- **THE DATA**:
■ ■ ■ ■ ■ ■ ■
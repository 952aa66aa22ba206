// src/exec/backend.rs

//! Pluggable collaborator abstraction.
//!
//! The nightly engine never talks to the testbed directly; it goes through
//! the traits below. Production code uses the command-backed implementation
//! in [`shell`]; tests provide scripted fakes that record calls and can fail
//! or hang on chosen nodes.
//!
//! All operations return `anyhow::Result`: the engine only cares whether an
//! operation succeeded, and classifies anything else per phase.
//!
//! [`shell`]: super::shell

use std::fmt;
use std::future::Future;
use std::path::Path;
use std::pin::Pin;
use std::sync::Arc;
use std::time::Duration;

use chrono::{DateTime, Utc};

use crate::nodes::NodeRef;
use crate::report::MailMessage;
use crate::types::{NodeId, PowerMode};

pub type BoxFuture<'a, T> = Pin<Box<dyn Future<Output = T> + Send + 'a>>;

/// A lease as returned by the reservation service.
#[derive(Debug, Clone, PartialEq, Eq)]
pub struct Lease {
    pub principal: String,
    pub window: Option<LeaseWindow>,
}

#[derive(Debug, Clone, Copy, PartialEq, Eq)]
pub struct LeaseWindow {
    pub start: DateTime<Utc>,
    pub end: DateTime<Utc>,
}

impl fmt::Display for LeaseWindow {
    fn fmt(&self, f: &mut fmt::Formatter<'_>) -> fmt::Result {
        write!(
            f,
            "{} .. {}",
            self.start.format("%Y-%m-%d %H:%M"),
            self.end.format("%Y-%m-%d %H:%M")
        )
    }
}

/// Reservation service.
pub trait LeaseService: Send + Sync {
    /// The lease active right now on `resource`, if any.
    fn active_lease<'a>(&'a self, resource: &'a str) -> BoxFuture<'a, anyhow::Result<Option<Lease>>>;
}

/// Node power control.
pub trait PowerControl: Send + Sync {
    /// Send `mode` to the node, wait `check_delay`, then check the node is in
    /// the expected power state. A failed check is an error.
    fn send_action<'a>(
        &'a self,
        node: &'a NodeRef,
        mode: PowerMode,
        check_delay: Duration,
    ) -> BoxFuture<'a, anyhow::Result<()>>;

    /// Switch every given node off, without checking.
    fn power_off_all<'a>(&'a self, nodes: &'a [NodeRef]) -> BoxFuture<'a, anyhow::Result<()>>;
}

/// OS image deployment service (multicast loader).
pub trait ImageDeployer: Send + Sync {
    /// Load `image` on all `nodes` at once; returns one result per node.
    /// Nodes missing from the returned list are considered not done.
    fn load<'a>(
        &'a self,
        nodes: &'a [NodeRef],
        image: &'a Path,
        bandwidth: u32,
        timeout: Duration,
    ) -> BoxFuture<'a, anyhow::Result<Vec<(NodeId, anyhow::Result<()>)>>>;
}

/// Ssh reachability probe.
pub trait ReachabilityProbe: Send + Sync {
    /// Resolve once the node answers over ssh; retry every `backoff`, give up
    /// with an error after `timeout`.
    fn wait_for<'a>(
        &'a self,
        node: &'a NodeRef,
        backoff: Duration,
        timeout: Duration,
    ) -> BoxFuture<'a, anyhow::Result<()>>;
}

/// Remote command execution on a node.
pub trait RemoteCommand: Send + Sync {
    /// Run `command` on the node and return its exit status.
    fn run<'a>(&'a self, node: &'a NodeRef, command: &'a str) -> BoxFuture<'a, anyhow::Result<i32>>;
}

/// Status dashboard publishing.
pub trait StatusPublisher: Send + Sync {
    fn set_attribute<'a>(
        &'a self,
        node: NodeId,
        key: &'a str,
        value: &'a str,
    ) -> BoxFuture<'a, anyhow::Result<()>>;
}

/// Outgoing mail.
pub trait MailTransport: Send + Sync {
    fn send<'a>(&'a self, message: &'a MailMessage) -> BoxFuture<'a, anyhow::Result<()>>;
}

/// All external collaborators of a run, shareable across spawned tasks.
#[derive(Clone)]
pub struct Collaborators {
    pub lease: Arc<dyn LeaseService>,
    pub power: Arc<dyn PowerControl>,
    pub deployer: Arc<dyn ImageDeployer>,
    pub probe: Arc<dyn ReachabilityProbe>,
    pub remote: Arc<dyn RemoteCommand>,
    pub status: Arc<dyn StatusPublisher>,
    pub mail: Arc<dyn MailTransport>,
}

impl Collaborators {
    /// Use a single object implementing every collaborator trait.
    pub fn from_shared<T>(backend: Arc<T>) -> Self
    where
        T: LeaseService
            + PowerControl
            + ImageDeployer
            + ReachabilityProbe
            + RemoteCommand
            + StatusPublisher
            + MailTransport
            + 'static,
    {
        Self {
            lease: backend.clone(),
            power: backend.clone(),
            deployer: backend.clone(),
            probe: backend.clone(),
            remote: backend.clone(),
            status: backend.clone(),
            mail: backend,
        }
    }
}

impl fmt::Debug for Collaborators {
    fn fmt(&self, f: &mut fmt::Formatter<'_>) -> fmt::Result {
        f.debug_struct("Collaborators").finish_non_exhaustive()
    }
}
■ ■ ■ ■ ■ ■ ■
- **DIRECTIONS FOR THIS TASK**: Repeat all of the listing above exactly, leaving nothing out.

- **WRITTEN ANSWER**:
repository 952aa66aa22ba206
// src/exec/backend.rs

//! Pluggable collaborator abstraction.
//!
//! The nightly engine never talks to the testbed directly; it goes through
//! the traits below. Production code uses the command-backed implementation
//! in [`shell`]; tests provide scripted fakes that record calls and can fail
//! or hang on chosen nodes.
//!
//! All operations return `anyhow::Result`: the engine only cares whether an
//! operation succeeded, and classifies anything else per phase.
//!
//! [`shell`]: super::shell

use std::fmt;
use std::future::Future;
use std::path::Path;
use std::pin::Pin;
use std::sync::Arc;
use std::time::Duration;

use chrono::{DateTime, Utc};

use crate::nodes::NodeRef;
use crate::report::MailMessage;
use crate::types::{NodeId, PowerMode};

pub type BoxFuture<'a, T> = Pin<Box<dyn Future<Output = T> + Send + 'a>>;

/// A lease as returned by the reservation service.
#[derive(Debug, Clone, PartialEq, Eq)]
pub struct Lease {
    pub principal: String,
    pub window: Option<LeaseWindow>,
}

#[derive(Debug, Clone, Copy, PartialEq, Eq)]
pub struct LeaseWindow {
    pub start: DateTime<Utc>,
    pub end: DateTime<Utc>,
}

impl fmt::Display for LeaseWindow {
    fn fmt(&self, f: &mut fmt::Formatter<'_>) -> fmt::Result {
        write!(
            f,
            "{} .. {}",
            self.start.format("%Y-%m-%d %H:%M"),
            self.end.format("%Y-%m-%d %H:%M")
        )
    }
}

/// Reservation service.
pub trait LeaseService: Send + Sync {
    /// The lease active right now on `resource`, if any.
    fn active_lease<'a>(&'a self, resource: &'a str) -> BoxFuture<'a, anyhow::Result<Option<Lease>>>;
}

/// Node power control.
pub trait PowerControl: Send + Sync {
    /// Send `mode` to the node, wait `check_delay`, then check the node is in
    /// the expected power state. A failed check is an error.
    fn send_action<'a>(
        &'a self,
        node: &'a NodeRef,
        mode: PowerMode,
        check_delay: Duration,
    ) -> BoxFuture<'a, anyhow::Result<()>>;

    /// Switch every given node off, without checking.
    fn power_off_all<'a>(&'a self, nodes: &'a [NodeRef]) -> BoxFuture<'a, anyhow::Result<()>>;
}

/// OS image deployment service (multicast loader).
pub trait ImageDeployer: Send + Sync {
    /// Load `image` on all `nodes` at once; returns one result per node.
    /// Nodes missing from the returned list are considered not done.
    fn load<'a>(
        &'a self,
        nodes: &'a [NodeRef],
        image: &'a Path,
        bandwidth: u32,
        timeout: Duration,
    ) -> BoxFuture<'a, anyhow::Result<Vec<(NodeId, anyhow::Result<()>)>>>;
}

/// Ssh reachability probe.
pub trait ReachabilityProbe: Send + Sync {
    /// Resolve once the node answers over ssh; retry every `backoff`, give up
    /// with an error after `timeout`.
    fn wait_for<'a>(
        &'a self,
        node: &'a NodeRef,
        backoff: Duration,
        timeout: Duration,
    ) -> BoxFuture<'a, anyhow::Result<()>>;
}

/// Remote command execution on a node.
pub trait RemoteCommand: Send + Sync {
    /// Run `command` on the node and return its exit status.
    fn run<'a>(&'a self, node: &'a NodeRef, command: &'a str) -> BoxFuture<'a, anyhow::Result<i32>>;
}

/// Status dashboard publishing.
pub trait StatusPublisher: Send + Sync {
    fn set_attribute<'a>(
        &'a self,
        node: NodeId,
        key: &'a str,
        value: &'a str,
    ) -> BoxFuture<'a, anyhow::Result<()>>;
}

/// Outgoing mail.
pub trait MailTransport: Send + Sync {
    fn send<'a>(&'a self, message: &'a MailMessage) -> BoxFuture<'a, anyhow::Result<()>>;
}

/// All external collaborators of a run, shareable across spawned tasks.
#[derive(Clone)]
pub struct Collaborators {
    pub lease: Arc<dyn LeaseService>,
    pub power: Arc<dyn PowerControl>,
    pub deployer: Arc<dyn ImageDeployer>,
    pub probe: Arc<dyn ReachabilityProbe>,
    pub remote: Arc<dyn RemoteCommand>,
    pub status: Arc<dyn StatusPublisher>,
    pub mail: Arc<dyn MailTransport>,
}

impl Collaborators {
    /// Use a single object implementing every collaborator trait.
    pub fn from_shared<T>(backend: Arc<T>) -> Self
    where
        T: LeaseService
            + PowerControl
            + ImageDeployer
            + ReachabilityProbe
            + RemoteCommand
            + StatusPublisher
            + MailTransport
            + 'static,
    {
        Self {
            lease: backend.clone(),
            power: backend.clone(),
            deployer: backend.clone(),
            probe: backend.clone(),
            remote: backend.clone(),
            status: backend.clone(),
            mail: backend,
        }
    }
}

impl fmt::Debug for Collaborators {
    fn fmt(&self, f: &mut fmt::Formatter<'_>) -> fmt::Result {
        f.debug_struct("Collaborators").finish_non_exhaustive()
    }
}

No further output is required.